I recommend dumping them immediately to digital and working from there. Depending on the condition of the tapes, you might get 0 plays or 100 plays from them depending on the type and age of the tape (do they have sticky shed issues?). Are there any splices? I can tell you from experience that 30-50 yr old splicing tape is going to fail (I redid about a half dozen of them last year while recovering some old tapes)
Why would you want to add "saturation" to a one mic mono tape? All you are doing is distorting the original sound. Most people want to recover as much of what is there as possible. You already have all you "tape mojo" on the tape (whatever that happens to mean. I have yet to see a "% Mojo" spec on any tape deck) At least if you have a good capture of the original tape, you can abuse it however you want. Dump it to a new tape at +10db so you get lots THD ... er sorry, saturation. Run it through a tube pre for more saturation, dump more eq on it to bring out the hiss, and add more wow and flutter.
I don't know how much you have to "remix" but have you priced tape lately? 10.5" x1/4" reels are about $75-100 a pop. The half inch tapes for your 80-8 are about $100 to $150 per reel (do you need it on a reel or just pancakes?) You get a whopping 30 minutes of recording time with a 2500 ft reel..

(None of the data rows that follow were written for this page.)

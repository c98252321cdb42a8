//! Filter that enforces the minimum rating threshold.
//!
//! Drops candidates below the threshold in all three pools, then sorts
//! each pool by rating descending, tie-broken by review count. Unrated
//! records are dropped: a missing rating cannot clear a quality bar.

use crate::context::{FilterContext, Scored};
use crate::traits::FilterStage;
use anyhow::Result;
use travel_data::{Preferences, Rated};

/// Drops candidates below the minimum rating in every pool.
pub struct RatingFilter;

fn enforce<T: Rated>(pool: &mut Vec<Scored<T>>, min_rating: f32) {
    pool.retain(|s| s.item.rating().map(|r| r >= min_rating).unwrap_or(false));
    pool.sort_by(|a, b| {
        b.item
            .rating_or_zero()
            .total_cmp(&a.item.rating_or_zero())
            .then(b.item.review_count().cmp(&a.item.review_count()))
    });
}

impl FilterStage for RatingFilter {
    fn name(&self) -> &str {
        "RatingFilter"
    }

    fn applies(&self, preferences: &Preferences) -> bool {
        preferences.min_rating > 0.0
    }

    fn handle(&self, mut context: FilterContext) -> Result<FilterContext> {
        let min_rating = context.preferences.min_rating;
        enforce(&mut context.pools.locations, min_rating);
        enforce(&mut context.pools.lodgings, min_rating);
        enforce(&mut context.pools.transports, min_rating);
        Ok(context)
    }
}

#[cfg(test)]
mod tests {
    use super::*;
    use crate::context::CandidatePools;
    use travel_data::{Location, OptimizationGoal, Preferences};

    fn location(id: &str, rating: Option<f32>, review_count: u32) -> Location {
        Location {
            id: id.to_string(),
            name: id.to_string(),
            city: "Lisbon".to_string(),
            region: "Portugal".to_string(),
            categories: vec![],
            rating,
            review_count,
            entry_fee: 0.0,
            description: String::new(),
        }
    }

    fn run(min_rating: f32, locations: Vec<Location>) -> FilterContext {
        let mut prefs = Preferences::new(1000.0, 3, OptimizationGoal::Budget);
        prefs.min_rating = min_rating;
        let prefs = prefs.normalized().unwrap();
        let pools = CandidatePools::from_records(locations, vec![], vec![]);
        RatingFilter
            .handle(FilterContext::new(prefs, pools))
            .unwrap()
    }

    #[test]
    fn test_below_threshold_and_unrated_are_dropped() {
        let out = run(
            3.5,
            vec![
                location("good", Some(4.2), 10),
                location("bad", Some(2.9), 400),
                location("unrated", None, 50),
            ],
        );
        let ids: Vec<&str> = out
            .pools
            .locations
            .iter()
            .map(|s| s.item.id.as_str())
            .collect();
        assert_eq!(ids, vec!["good"]);
    }

    #[test]
    fn test_ties_break_on_review_count() {
        let out = run(
            3.0,
            vec![
                location("few", Some(4.5), 12),
                location("many", Some(4.5), 300),
            ],
        );
        assert_eq!(out.pools.locations[0].item.id, "many");
    }

    #[test]
    fn test_perfect_threshold_can_empty_the_pool() {
        // The orchestrator reports this as NoMatchingCandidates
        let out = run(5.0, vec![location("good", Some(4.9), 10)]);
        assert!(out.pools.locations.is_empty());
    }
}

I bring all this up because you have asked a lot of very basic questions, things that anyone with experience would know. I wonder if you really understand what the consequences of going "all analog" really are. Before you sink 3 or 4 thousand $$$ into buying equipment that needs to be maintained (calibrated, cleaned and aligned) you need to understand where you are going. You wouldn't recommend that a first time guitar student sink $20,000 buying a vintage Strat and another $5000 buying a vintage SuperLead, would you?